Exercise
For every line of the records below that holds "milliseconds", add one. Give only the final total.

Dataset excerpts
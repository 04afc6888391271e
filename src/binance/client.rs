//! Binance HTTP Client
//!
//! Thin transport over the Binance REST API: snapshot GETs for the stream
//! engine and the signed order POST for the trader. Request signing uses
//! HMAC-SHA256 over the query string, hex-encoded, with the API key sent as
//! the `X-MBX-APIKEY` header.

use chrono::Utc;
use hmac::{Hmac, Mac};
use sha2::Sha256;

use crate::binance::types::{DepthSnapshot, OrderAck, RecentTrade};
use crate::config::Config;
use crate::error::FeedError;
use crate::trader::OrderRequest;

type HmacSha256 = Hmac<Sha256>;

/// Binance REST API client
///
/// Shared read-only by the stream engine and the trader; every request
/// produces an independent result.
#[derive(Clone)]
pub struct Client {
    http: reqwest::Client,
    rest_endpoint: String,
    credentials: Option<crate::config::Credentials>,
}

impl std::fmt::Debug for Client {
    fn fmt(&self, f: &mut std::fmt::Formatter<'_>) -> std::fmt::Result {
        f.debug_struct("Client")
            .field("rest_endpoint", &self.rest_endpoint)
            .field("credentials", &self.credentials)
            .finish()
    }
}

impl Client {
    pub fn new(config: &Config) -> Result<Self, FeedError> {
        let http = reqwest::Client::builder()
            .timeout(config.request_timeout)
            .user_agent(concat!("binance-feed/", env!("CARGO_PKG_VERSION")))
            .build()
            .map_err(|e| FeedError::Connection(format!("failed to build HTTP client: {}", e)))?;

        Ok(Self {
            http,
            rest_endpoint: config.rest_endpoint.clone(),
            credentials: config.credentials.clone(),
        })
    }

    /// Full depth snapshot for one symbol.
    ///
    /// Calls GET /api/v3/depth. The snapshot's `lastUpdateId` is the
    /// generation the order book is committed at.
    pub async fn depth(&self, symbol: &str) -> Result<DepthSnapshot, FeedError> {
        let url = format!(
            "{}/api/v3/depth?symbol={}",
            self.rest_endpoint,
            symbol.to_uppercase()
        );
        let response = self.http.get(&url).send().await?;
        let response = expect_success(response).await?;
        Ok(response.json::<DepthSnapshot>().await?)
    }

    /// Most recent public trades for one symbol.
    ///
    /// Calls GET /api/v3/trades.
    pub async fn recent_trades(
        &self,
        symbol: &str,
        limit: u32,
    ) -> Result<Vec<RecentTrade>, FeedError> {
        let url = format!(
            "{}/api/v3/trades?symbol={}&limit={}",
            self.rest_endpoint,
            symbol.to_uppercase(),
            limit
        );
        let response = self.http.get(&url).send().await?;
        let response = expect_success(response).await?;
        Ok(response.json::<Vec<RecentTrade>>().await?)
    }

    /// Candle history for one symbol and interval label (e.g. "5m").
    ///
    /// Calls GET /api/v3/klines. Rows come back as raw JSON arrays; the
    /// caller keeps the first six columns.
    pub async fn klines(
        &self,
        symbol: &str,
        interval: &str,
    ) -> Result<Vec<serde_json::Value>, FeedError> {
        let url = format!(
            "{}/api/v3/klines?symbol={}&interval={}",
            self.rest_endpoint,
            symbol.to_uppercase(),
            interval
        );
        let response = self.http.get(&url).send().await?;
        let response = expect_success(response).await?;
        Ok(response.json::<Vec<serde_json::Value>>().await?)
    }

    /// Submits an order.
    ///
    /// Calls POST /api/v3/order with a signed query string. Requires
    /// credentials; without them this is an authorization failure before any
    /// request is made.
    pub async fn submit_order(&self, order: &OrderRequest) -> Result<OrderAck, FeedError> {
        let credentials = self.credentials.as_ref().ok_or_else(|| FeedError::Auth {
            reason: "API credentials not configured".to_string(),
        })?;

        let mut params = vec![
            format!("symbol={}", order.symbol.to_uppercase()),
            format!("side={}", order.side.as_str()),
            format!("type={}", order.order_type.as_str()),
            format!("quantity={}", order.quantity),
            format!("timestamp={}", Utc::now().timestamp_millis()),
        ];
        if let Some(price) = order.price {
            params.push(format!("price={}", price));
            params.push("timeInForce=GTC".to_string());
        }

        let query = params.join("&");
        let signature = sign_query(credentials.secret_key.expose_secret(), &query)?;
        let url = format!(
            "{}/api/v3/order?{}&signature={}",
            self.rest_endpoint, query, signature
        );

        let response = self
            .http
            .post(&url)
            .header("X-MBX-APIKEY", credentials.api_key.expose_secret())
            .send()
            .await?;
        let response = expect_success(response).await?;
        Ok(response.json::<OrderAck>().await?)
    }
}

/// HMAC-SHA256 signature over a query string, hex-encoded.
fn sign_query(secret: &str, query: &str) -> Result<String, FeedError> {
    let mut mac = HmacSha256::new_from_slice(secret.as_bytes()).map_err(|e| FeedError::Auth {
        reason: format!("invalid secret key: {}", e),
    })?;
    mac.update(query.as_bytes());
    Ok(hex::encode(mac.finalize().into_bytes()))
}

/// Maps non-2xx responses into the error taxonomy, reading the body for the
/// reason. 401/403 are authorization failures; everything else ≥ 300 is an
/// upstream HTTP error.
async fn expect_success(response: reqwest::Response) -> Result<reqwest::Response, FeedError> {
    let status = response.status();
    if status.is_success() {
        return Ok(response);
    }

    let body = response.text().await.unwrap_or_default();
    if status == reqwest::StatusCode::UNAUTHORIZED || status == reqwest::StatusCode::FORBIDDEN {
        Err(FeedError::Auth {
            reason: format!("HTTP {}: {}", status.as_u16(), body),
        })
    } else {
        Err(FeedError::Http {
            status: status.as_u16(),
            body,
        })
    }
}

* * *

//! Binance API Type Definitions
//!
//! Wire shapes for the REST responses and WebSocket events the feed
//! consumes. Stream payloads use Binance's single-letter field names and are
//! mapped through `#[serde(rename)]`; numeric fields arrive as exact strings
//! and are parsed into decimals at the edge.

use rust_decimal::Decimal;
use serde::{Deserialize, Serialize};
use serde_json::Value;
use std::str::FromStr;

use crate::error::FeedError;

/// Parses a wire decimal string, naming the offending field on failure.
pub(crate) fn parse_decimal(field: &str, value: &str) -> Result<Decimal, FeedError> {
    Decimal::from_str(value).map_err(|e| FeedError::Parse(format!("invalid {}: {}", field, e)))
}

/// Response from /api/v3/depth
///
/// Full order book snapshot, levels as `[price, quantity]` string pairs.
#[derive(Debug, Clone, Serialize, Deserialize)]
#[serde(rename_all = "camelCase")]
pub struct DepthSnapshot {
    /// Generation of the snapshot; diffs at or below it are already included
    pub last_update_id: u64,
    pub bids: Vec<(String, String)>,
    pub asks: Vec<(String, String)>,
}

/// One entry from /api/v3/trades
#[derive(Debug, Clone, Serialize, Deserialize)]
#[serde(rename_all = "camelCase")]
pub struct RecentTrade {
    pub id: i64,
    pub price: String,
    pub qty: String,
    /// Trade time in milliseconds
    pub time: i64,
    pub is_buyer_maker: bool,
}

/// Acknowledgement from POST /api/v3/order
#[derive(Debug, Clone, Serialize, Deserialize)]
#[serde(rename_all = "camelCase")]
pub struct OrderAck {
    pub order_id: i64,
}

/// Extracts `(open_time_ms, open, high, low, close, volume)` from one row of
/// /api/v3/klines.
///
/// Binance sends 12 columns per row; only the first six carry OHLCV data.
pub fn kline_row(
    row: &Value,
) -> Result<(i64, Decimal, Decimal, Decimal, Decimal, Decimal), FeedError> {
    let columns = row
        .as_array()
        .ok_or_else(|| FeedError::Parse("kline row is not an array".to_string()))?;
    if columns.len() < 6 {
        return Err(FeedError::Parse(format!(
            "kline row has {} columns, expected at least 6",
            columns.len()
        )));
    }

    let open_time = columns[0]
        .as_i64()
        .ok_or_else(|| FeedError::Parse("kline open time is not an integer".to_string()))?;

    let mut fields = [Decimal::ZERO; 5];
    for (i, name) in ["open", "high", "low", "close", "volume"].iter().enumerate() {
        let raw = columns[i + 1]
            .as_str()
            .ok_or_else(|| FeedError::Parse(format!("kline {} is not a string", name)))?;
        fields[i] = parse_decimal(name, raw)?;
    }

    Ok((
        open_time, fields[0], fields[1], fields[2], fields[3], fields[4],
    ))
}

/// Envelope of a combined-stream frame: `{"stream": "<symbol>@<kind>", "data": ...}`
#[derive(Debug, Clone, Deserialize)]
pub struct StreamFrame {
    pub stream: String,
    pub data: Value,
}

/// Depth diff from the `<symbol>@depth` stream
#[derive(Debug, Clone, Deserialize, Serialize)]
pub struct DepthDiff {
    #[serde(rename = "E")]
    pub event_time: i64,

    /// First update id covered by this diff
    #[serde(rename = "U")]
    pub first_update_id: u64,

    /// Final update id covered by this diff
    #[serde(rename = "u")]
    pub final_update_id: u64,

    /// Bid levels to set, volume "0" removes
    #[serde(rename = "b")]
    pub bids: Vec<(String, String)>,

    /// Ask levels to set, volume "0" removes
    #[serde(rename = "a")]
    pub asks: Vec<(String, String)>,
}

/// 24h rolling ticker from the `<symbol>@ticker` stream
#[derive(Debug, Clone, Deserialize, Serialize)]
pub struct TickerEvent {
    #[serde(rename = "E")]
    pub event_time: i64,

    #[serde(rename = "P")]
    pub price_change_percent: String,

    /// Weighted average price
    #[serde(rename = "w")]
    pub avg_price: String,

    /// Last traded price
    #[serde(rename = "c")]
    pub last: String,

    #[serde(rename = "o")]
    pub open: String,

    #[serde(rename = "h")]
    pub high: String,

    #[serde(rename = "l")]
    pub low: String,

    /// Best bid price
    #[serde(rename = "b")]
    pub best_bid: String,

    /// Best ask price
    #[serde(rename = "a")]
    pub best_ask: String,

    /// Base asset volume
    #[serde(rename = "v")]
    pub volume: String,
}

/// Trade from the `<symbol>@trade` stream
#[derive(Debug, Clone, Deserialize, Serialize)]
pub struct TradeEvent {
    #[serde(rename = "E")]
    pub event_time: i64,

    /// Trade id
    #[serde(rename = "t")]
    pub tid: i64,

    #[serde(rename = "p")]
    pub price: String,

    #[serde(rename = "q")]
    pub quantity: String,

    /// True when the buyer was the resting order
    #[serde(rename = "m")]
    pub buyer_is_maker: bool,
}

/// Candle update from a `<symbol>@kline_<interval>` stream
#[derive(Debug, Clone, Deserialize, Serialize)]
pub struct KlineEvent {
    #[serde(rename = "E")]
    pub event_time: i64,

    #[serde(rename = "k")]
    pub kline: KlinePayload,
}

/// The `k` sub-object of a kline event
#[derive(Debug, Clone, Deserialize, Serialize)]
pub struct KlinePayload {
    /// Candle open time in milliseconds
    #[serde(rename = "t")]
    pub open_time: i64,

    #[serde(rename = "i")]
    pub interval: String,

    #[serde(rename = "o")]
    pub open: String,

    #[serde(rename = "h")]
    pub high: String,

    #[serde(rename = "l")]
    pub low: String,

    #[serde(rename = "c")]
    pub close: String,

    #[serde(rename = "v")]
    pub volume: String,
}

Written response
2